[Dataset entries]
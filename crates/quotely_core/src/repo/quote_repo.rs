//! Quote repository contract and SQLite implementation.
//!
//! # Responsibility
//! - Provide stable CRUD APIs over canonical `quotes` storage.
//! - Keep SQL details inside the core persistence boundary.
//!
//! # Invariants
//! - Write paths call `Quote::validate()` before SQL mutations.
//! - Read paths reject invalid persisted state instead of masking it.
//! - `created_at` is written once on insert and never updated.

use crate::db::migrations::latest_version;
use crate::db::DbError;
use crate::model::quote::{Quote, QuoteId, QuoteValidationError};
use rusqlite::types::Value;
use rusqlite::{params, params_from_iter, Connection, Row};
use std::error::Error;
use std::fmt::{Display, Formatter};
use uuid::Uuid;

const QUOTE_SELECT_SQL: &str = "SELECT
    uuid,
    text,
    note,
    color_index,
    created_at
FROM quotes";

const REQUIRED_COLUMNS: &[&str] = &["uuid", "text", "note", "color_index", "created_at"];

pub type RepoResult<T> = Result<T, RepoError>;

/// Generic repository error for quote persistence and query operations.
#[derive(Debug)]
pub enum RepoError {
    Validation(QuoteValidationError),
    Db(DbError),
    NotFound(QuoteId),
    InvalidData(String),
    /// Connection has not been migrated to the latest schema.
    UninitializedConnection {
        expected_version: u32,
        actual_version: u32,
    },
    MissingRequiredTable(&'static str),
    MissingRequiredColumn {
        table: &'static str,
        column: &'static str,
    },
}

impl Display for RepoError {
    fn fmt(&self, f: &mut Formatter<'_>) -> std::fmt::Result {
        match self {
            Self::Validation(err) => write!(f, "{err}"),
            Self::Db(err) => write!(f, "{err}"),
            Self::NotFound(id) => write!(f, "quote not found: {id}"),
            Self::InvalidData(message) => write!(f, "invalid persisted quote data: {message}"),
            Self::UninitializedConnection {
                expected_version,
                actual_version,
            } => write!(
                f,
                "connection schema version {actual_version} does not match expected {expected_version}"
            ),
            Self::MissingRequiredTable(table) => {
                write!(f, "required table `{table}` is missing")
            }
            Self::MissingRequiredColumn { table, column } => {
                write!(f, "required column `{table}.{column}` is missing")
            }
        }
    }
}

impl Error for RepoError {
    fn source(&self) -> Option<&(dyn Error + 'static)> {
        match self {
            Self::Validation(err) => Some(err),
            Self::Db(err) => Some(err),
            _ => None,
        }
    }
}

impl From<QuoteValidationError> for RepoError {
    fn from(value: QuoteValidationError) -> Self {
        Self::Validation(value)
    }
}

impl From<DbError> for RepoError {
    fn from(value: DbError) -> Self {
        Self::Db(value)
    }
}

impl From<rusqlite::Error> for RepoError {
    fn from(value: rusqlite::Error) -> Self {
        Self::Db(DbError::Sqlite(value))
    }
}

/// Sort direction over the creation timestamp.
#[derive(Debug, Clone, Copy, PartialEq, Eq, Default)]
pub enum SortOrder {
    /// Descending by `created_at`; feed and journal grid default.
    #[default]
    NewestFirst,
    /// Ascending by `created_at`.
    OldestFirst,
}

impl SortOrder {
    // The uuid tiebreak flips with the direction so the two orders are
    // exact reverses of each other even on equal timestamps.
    fn sql_order_clause(self) -> &'static str {
        match self {
            Self::NewestFirst => "created_at DESC, uuid DESC",
            Self::OldestFirst => "created_at ASC, uuid ASC",
        }
    }
}

/// Query options for listing quotes.
#[derive(Debug, Clone, Default)]
pub struct QuoteListQuery {
    pub order: SortOrder,
    pub limit: Option<u32>,
    pub offset: u32,
}

/// Repository interface for quote CRUD operations.
pub trait QuoteRepository {
    fn insert_quote(&self, quote: &Quote) -> RepoResult<QuoteId>;
    fn update_quote(&self, quote: &Quote) -> RepoResult<()>;
    fn get_quote(&self, id: QuoteId) -> RepoResult<Option<Quote>>;
    fn list_quotes(&self, query: &QuoteListQuery) -> RepoResult<Vec<Quote>>;
    fn delete_quote(&self, id: QuoteId) -> RepoResult<()>;
    fn count_quotes(&self) -> RepoResult<u64>;
}

/// SQLite-backed quote repository.
pub struct SqliteQuoteRepository<'conn> {
    conn: &'conn Connection,
}

impl<'conn> SqliteQuoteRepository<'conn> {
    /// Constructs a repository from a migrated, ready connection.
    ///
    /// Rejects connections whose schema version or table shape does not
    /// match what this binary was built against.
    pub fn try_new(conn: &'conn Connection) -> RepoResult<Self> {
        ensure_connection_ready(conn)?;
        Ok(Self { conn })
    }
}

impl QuoteRepository for SqliteQuoteRepository<'_> {
    fn insert_quote(&self, quote: &Quote) -> RepoResult<QuoteId> {
        quote.validate()?;

        self.conn.execute(
            "INSERT INTO quotes (
                uuid,
                text,
                note,
                color_index,
                created_at
            ) VALUES (?1, ?2, ?3, ?4, ?5);",
            params![
                quote.uuid.to_string(),
                quote.text.as_str(),
                quote.note.as_str(),
                quote.color_index as i64,
                quote.created_at,
            ],
        )?;

        Ok(quote.uuid)
    }

    fn update_quote(&self, quote: &Quote) -> RepoResult<()> {
        quote.validate()?;

        // created_at is deliberately absent from the SET list.
        let changed = self.conn.execute(
            "UPDATE quotes
             SET
                text = ?1,
                note = ?2,
                color_index = ?3,
                updated_at = (strftime('%s', 'now') * 1000)
             WHERE uuid = ?4;",
            params![
                quote.text.as_str(),
                quote.note.as_str(),
                quote.color_index as i64,
                quote.uuid.to_string(),
            ],
        )?;

        if changed == 0 {
            return Err(RepoError::NotFound(quote.uuid));
        }

        Ok(())
    }

    fn get_quote(&self, id: QuoteId) -> RepoResult<Option<Quote>> {
        let mut stmt = self
            .conn
            .prepare(&format!("{QUOTE_SELECT_SQL} WHERE uuid = ?1;"))?;

        let mut rows = stmt.query(params![id.to_string()])?;
        if let Some(row) = rows.next()? {
            return Ok(Some(parse_quote_row(row)?));
        }

        Ok(None)
    }

    fn list_quotes(&self, query: &QuoteListQuery) -> RepoResult<Vec<Quote>> {
        let mut sql = format!(
            "{QUOTE_SELECT_SQL} ORDER BY {}",
            query.order.sql_order_clause()
        );
        let mut bind_values: Vec<Value> = Vec::new();

        if let Some(limit) = query.limit {
            sql.push_str(" LIMIT ?");
            bind_values.push(Value::Integer(i64::from(limit)));
            if query.offset > 0 {
                sql.push_str(" OFFSET ?");
                bind_values.push(Value::Integer(i64::from(query.offset)));
            }
        } else if query.offset > 0 {
            sql.push_str(" LIMIT -1 OFFSET ?");
            bind_values.push(Value::Integer(i64::from(query.offset)));
        }

        let mut stmt = self.conn.prepare(&sql)?;
        let mut rows = stmt.query(params_from_iter(bind_values))?;
        let mut quotes = Vec::new();

        while let Some(row) = rows.next()? {
            quotes.push(parse_quote_row(row)?);
        }

        Ok(quotes)
    }

    fn delete_quote(&self, id: QuoteId) -> RepoResult<()> {
        let changed = self
            .conn
            .execute("DELETE FROM quotes WHERE uuid = ?1;", [id.to_string()])?;

        if changed == 0 {
            return Err(RepoError::NotFound(id));
        }

        Ok(())
    }

    fn count_quotes(&self) -> RepoResult<u64> {
        let count: i64 = self
            .conn
            .query_row("SELECT COUNT(*) FROM quotes;", [], |row| row.get(0))?;
        Ok(count as u64)
    }
}

fn ensure_connection_ready(conn: &Connection) -> RepoResult<()> {
    let actual_version: u32 = conn.query_row("PRAGMA user_version;", [], |row| row.get(0))?;
    let expected_version = latest_version();
    if actual_version != expected_version {
        return Err(RepoError::UninitializedConnection {
            expected_version,
            actual_version,
        });
    }

    let table_exists: i64 = conn.query_row(
        "SELECT EXISTS(
            SELECT 1
            FROM sqlite_master
            WHERE type = 'table' AND name = 'quotes'
        );",
        [],
        |row| row.get(0),
    )?;
    if table_exists == 0 {
        return Err(RepoError::MissingRequiredTable("quotes"));
    }

    let mut stmt = conn.prepare("SELECT name FROM pragma_table_info('quotes');")?;
    let mut rows = stmt.query([])?;
    let mut present = Vec::new();
    while let Some(row) = rows.next()? {
        present.push(row.get::<_, String>(0)?);
    }

    for column in REQUIRED_COLUMNS {
        if !present.iter().any(|name| name == column) {
            return Err(RepoError::MissingRequiredColumn {
                table: "quotes",
                column,
            });
        }
    }

    Ok(())
}

fn parse_quote_row(row: &Row<'_>) -> RepoResult<Quote> {
    let uuid_text: String = row.get("uuid")?;
    let uuid = Uuid::parse_str(&uuid_text).map_err(|_| {
        RepoError::InvalidData(format!("invalid uuid value `{uuid_text}` in quotes.uuid"))
    })?;

    let color_raw: i64 = row.get("color_index")?;
    let color_index = usize::try_from(color_raw).map_err(|_| {
        RepoError::InvalidData(format!(
            "invalid color_index value `{color_raw}` in quotes.color_index"
        ))
    })?;

    let quote = Quote {
        uuid,
        text: row.get("text")?,
        note: row.get("note")?,
        created_at: row.get("created_at")?,
        color_index,
    };
    quote.validate()?;
    Ok(quote)
}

▶ _Exercise_: Each line of the entries above that includes the string "MissingRequiredColumn" should be copied out.

▶ _Result_:
    MissingRequiredColumn {
            Self::MissingRequiredColumn { table, column } => {
            return Err(RepoError::MissingRequiredColumn {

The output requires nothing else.